+++ Available data

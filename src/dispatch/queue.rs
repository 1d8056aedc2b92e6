use crate::core::types::{Alert, Confidence};
use std::collections::{HashMap, VecDeque};
use std::time::{Duration, Instant};

pub const QUEUE_DEPTH: usize = 256;
const DEDUP_WINDOW: Duration = Duration::from_secs(30);
/// Dedup-map sweep threshold; entries older than the window are dropped.
const DEDUP_GC_LEN: usize = 1024;

/// What happened to an alert offered to the queue.
#[derive(Clone, Copy, Debug, PartialEq, Eq)]
pub enum Admission {
    Enqueued,
    /// Same (asset, signal-kind-set) admitted within the dedup window.
    Deduplicated,
    /// Queue full; the oldest MEDIUM alert made room.
    EvictedOldestMedium,
    /// Queue full of HIGH alerts; the incoming alert was dropped.
    DroppedIncoming,
}

/// Bounded FIFO with per-market dedup. Overflow never evicts a HIGH alert in
/// favor of a newcomer: the oldest MEDIUM goes first, else the incoming alert
/// is the one dropped.
pub struct AlertQueue {
    queue: VecDeque<Alert>,
    last_admitted: HashMap<(String, u8), Instant>,
    depth: usize,
    dedup_window: Duration,
}

impl AlertQueue {
    pub fn new() -> AlertQueue {
        Self::with_limits(QUEUE_DEPTH, DEDUP_WINDOW)
    }

    pub fn with_limits(depth: usize, dedup_window: Duration) -> AlertQueue {
        Self {
            queue: VecDeque::new(),
            last_admitted: HashMap::new(),
            depth,
            dedup_window,
        }
    }

    pub fn push(&mut self, alert: Alert) -> Admission {
        let now = Instant::now();
        let key = (alert.trade.asset_id.clone(), alert.kind_mask());

        if let Some(last) = self.last_admitted.get(&key) {
            if now.duration_since(*last) < self.dedup_window {
                return Admission::Deduplicated;
            }
        }
        if self.last_admitted.len() > DEDUP_GC_LEN {
            let window = self.dedup_window;
            self.last_admitted
                .retain(|_, t| now.duration_since(*t) < window);
        }

        let mut admission = Admission::Enqueued;
        if self.queue.len() >= self.depth {
            match self
                .queue
                .iter()
                .position(|a| a.confidence == Confidence::Medium)
            {
                Some(idx) => {
                    self.queue.remove(idx);
                    admission = Admission::EvictedOldestMedium;
                }
                None => return Admission::DroppedIncoming,
            }
        }

        self.last_admitted.insert(key, now);
        self.queue.push_back(alert);
        admission
    }

    pub fn pop(&mut self) -> Option<Alert> {
        self.queue.pop_front()
    }

    pub fn len(&self) -> usize {
        self.queue.len()
    }

    pub fn is_empty(&self) -> bool {
        self.queue.is_empty()
    }
}

impl Default for AlertQueue {
    fn default() -> Self {
        Self::new()
    }
}

#[cfg(test)]
mod tests {
    use super::*;
    use crate::core::types::{Outcome, Side, Signal, Trade};

    fn alert(asset: &str, confidence: Confidence, signal: Signal) -> Alert {
        Alert {
            trade: Trade {
                asset_id: asset.to_string(),
                side: Side::Buy,
                outcome: Outcome::Yes,
                price: 0.5,
                size: 10_000.0,
                wallet: "0xa".to_string(),
                timestamp_ms: 0,
                trade_id: "t".to_string(),
            },
            signals: vec![signal],
            confidence,
            market_title: "m".to_string(),
            market_slug: None,
            end_time: None,
            wallet_tx_count: None,
            midpoint: None,
        }
    }

    fn whale() -> Signal {
        Signal::Whale { usd_value: 12_000.0, multiplier: None }
    }

    #[test]
    fn test_dedup_same_asset_and_kinds() {
        let mut q = AlertQueue::new();
        assert_eq!(q.push(alert("a1", Confidence::Medium, whale())), Admission::Enqueued);
        assert_eq!(
            q.push(alert("a1", Confidence::Medium, whale())),
            Admission::Deduplicated
        );
        // different kind-set on the same market is not a duplicate
        assert_eq!(
            q.push(alert("a1", Confidence::Medium, Signal::OddsMove { delta: 0.1 })),
            Admission::Enqueued
        );
        // same kind-set on another market is not a duplicate
        assert_eq!(q.push(alert("a2", Confidence::Medium, whale())), Admission::Enqueued);
        assert_eq!(q.len(), 3);
    }

    #[test]
    fn test_dedup_window_expiry() {
        let mut q = AlertQueue::with_limits(QUEUE_DEPTH, Duration::ZERO);
        assert_eq!(q.push(alert("a1", Confidence::Medium, whale())), Admission::Enqueued);
        // zero window: the repeat is admitted again
        assert_eq!(q.push(alert("a1", Confidence::Medium, whale())), Admission::Enqueued);
    }

    #[test]
    fn test_overflow_evicts_oldest_medium_first() {
        let mut q = AlertQueue::with_limits(3, Duration::ZERO);
        q.push(alert("a1", Confidence::High, whale()));
        q.push(alert("a2", Confidence::Medium, whale()));
        q.push(alert("a3", Confidence::Medium, whale()));

        assert_eq!(
            q.push(alert("a4", Confidence::High, whale())),
            Admission::EvictedOldestMedium
        );
        assert_eq!(q.len(), 3);

        // a2 (the oldest MEDIUM) is gone; order is otherwise preserved
        let drained: Vec<String> = std::iter::from_fn(|| q.pop())
            .map(|a| a.trade.asset_id)
            .collect();
        assert_eq!(drained, vec!["a1", "a3", "a4"]);
    }

    #[test]
    fn test_overflow_drops_incoming_when_all_high() {
        let mut q = AlertQueue::with_limits(2, Duration::ZERO);
        q.push(alert("a1", Confidence::High, whale()));
        q.push(alert("a2", Confidence::High, whale()));

        assert_eq!(
            q.push(alert("a3", Confidence::Medium, whale())),
            Admission::DroppedIncoming
        );
        assert_eq!(q.len(), 2);
        assert_eq!(q.pop().unwrap().trade.asset_id, "a1");
    }
}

++++++

* _What the task asks_:
Nothing should be left out: repeat all of the data exactly.

* _Reply to the task_:
filename src/dispatch/queue.rs
repository 1d8056aedc2b92e6
use crate::core::types::{Alert, Confidence};
use std::collections::{HashMap, VecDeque};
use std::time::{Duration, Instant};

pub const QUEUE_DEPTH: usize = 256;
const DEDUP_WINDOW: Duration = Duration::from_secs(30);
/// Dedup-map sweep threshold; entries older than the window are dropped.
const DEDUP_GC_LEN: usize = 1024;

/// What happened to an alert offered to the queue.
#[derive(Clone, Copy, Debug, PartialEq, Eq)]
pub enum Admission {
    Enqueued,
    /// Same (asset, signal-kind-set) admitted within the dedup window.
    Deduplicated,
    /// Queue full; the oldest MEDIUM alert made room.
    EvictedOldestMedium,
    /// Queue full of HIGH alerts; the incoming alert was dropped.
    DroppedIncoming,
}

/// Bounded FIFO with per-market dedup. Overflow never evicts a HIGH alert in
/// favor of a newcomer: the oldest MEDIUM goes first, else the incoming alert
/// is the one dropped.
pub struct AlertQueue {
    queue: VecDeque<Alert>,
    last_admitted: HashMap<(String, u8), Instant>,
    depth: usize,
    dedup_window: Duration,
}

impl AlertQueue {
    pub fn new() -> AlertQueue {
        Self::with_limits(QUEUE_DEPTH, DEDUP_WINDOW)
    }

    pub fn with_limits(depth: usize, dedup_window: Duration) -> AlertQueue {
        Self {
            queue: VecDeque::new(),
            last_admitted: HashMap::new(),
            depth,
            dedup_window,
        }
    }

    pub fn push(&mut self, alert: Alert) -> Admission {
        let now = Instant::now();
        let key = (alert.trade.asset_id.clone(), alert.kind_mask());

        if let Some(last) = self.last_admitted.get(&key) {
            if now.duration_since(*last) < self.dedup_window {
                return Admission::Deduplicated;
            }
        }
        if self.last_admitted.len() > DEDUP_GC_LEN {
            let window = self.dedup_window;
            self.last_admitted
                .retain(|_, t| now.duration_since(*t) < window);
        }

        let mut admission = Admission::Enqueued;
        if self.queue.len() >= self.depth {
            match self
                .queue
                .iter()
                .position(|a| a.confidence == Confidence::Medium)
            {
                Some(idx) => {
                    self.queue.remove(idx);
                    admission = Admission::EvictedOldestMedium;
                }
                None => return Admission::DroppedIncoming,
            }
        }

        self.last_admitted.insert(key, now);
        self.queue.push_back(alert);
        admission
    }

    pub fn pop(&mut self) -> Option<Alert> {
        self.queue.pop_front()
    }

    pub fn len(&self) -> usize {
        self.queue.len()
    }

    pub fn is_empty(&self) -> bool {
        self.queue.is_empty()
    }
}

impl Default for AlertQueue {
    fn default() -> Self {
        Self::new()
    }
}

#[cfg(test)]
mod tests {
    use super::*;
    use crate::core::types::{Outcome, Side, Signal, Trade};

    fn alert(asset: &str, confidence: Confidence, signal: Signal) -> Alert {
        Alert {
            trade: Trade {
                asset_id: asset.to_string(),
                side: Side::Buy,
                outcome: Outcome::Yes,
                price: 0.5,
                size: 10_000.0,
                wallet: "0xa".to_string(),
                timestamp_ms: 0,
                trade_id: "t".to_string(),
            },
            signals: vec![signal],
            confidence,
            market_title: "m".to_string(),
            market_slug: None,
            end_time: None,
            wallet_tx_count: None,
            midpoint: None,
        }
    }

    fn whale() -> Signal {
        Signal::Whale { usd_value: 12_000.0, multiplier: None }
    }

    #[test]
    fn test_dedup_same_asset_and_kinds() {
        let mut q = AlertQueue::new();
        assert_eq!(q.push(alert("a1", Confidence::Medium, whale())), Admission::Enqueued);
        assert_eq!(
            q.push(alert("a1", Confidence::Medium, whale())),
            Admission::Deduplicated
        );
        // different kind-set on the same market is not a duplicate
        assert_eq!(
            q.push(alert("a1", Confidence::Medium, Signal::OddsMove { delta: 0.1 })),
            Admission::Enqueued
        );
        // same kind-set on another market is not a duplicate
        assert_eq!(q.push(alert("a2", Confidence::Medium, whale())), Admission::Enqueued);
        assert_eq!(q.len(), 3);
    }

    #[test]
    fn test_dedup_window_expiry() {
        let mut q = AlertQueue::with_limits(QUEUE_DEPTH, Duration::ZERO);
        assert_eq!(q.push(alert("a1", Confidence::Medium, whale())), Admission::Enqueued);
        // zero window: the repeat is admitted again
        assert_eq!(q.push(alert("a1", Confidence::Medium, whale())), Admission::Enqueued);
    }

    #[test]
    fn test_overflow_evicts_oldest_medium_first() {
        let mut q = AlertQueue::with_limits(3, Duration::ZERO);
        q.push(alert("a1", Confidence::High, whale()));
        q.push(alert("a2", Confidence::Medium, whale()));
        q.push(alert("a3", Confidence::Medium, whale()));

        assert_eq!(
            q.push(alert("a4", Confidence::High, whale())),
            Admission::EvictedOldestMedium
        );
        assert_eq!(q.len(), 3);

        // a2 (the oldest MEDIUM) is gone; order is otherwise preserved
        let drained: Vec<String> = std::iter::from_fn(|| q.pop())
            .map(|a| a.trade.asset_id)
            .collect();
        assert_eq!(drained, vec!["a1", "a3", "a4"]);
    }

    #[test]
    fn test_overflow_drops_incoming_when_all_high() {
        let mut q = AlertQueue::with_limits(2, Duration::ZERO);
        q.push(alert("a1", Confidence::High, whale()));
        q.push(alert("a2", Confidence::High, whale()));

        assert_eq!(
            q.push(alert("a3", Confidence::Medium, whale())),
            Admission::DroppedIncoming
        );
        assert_eq!(q.len(), 2);
        assert_eq!(q.pop().unwrap().trade.asset_id, "a1");
    }
}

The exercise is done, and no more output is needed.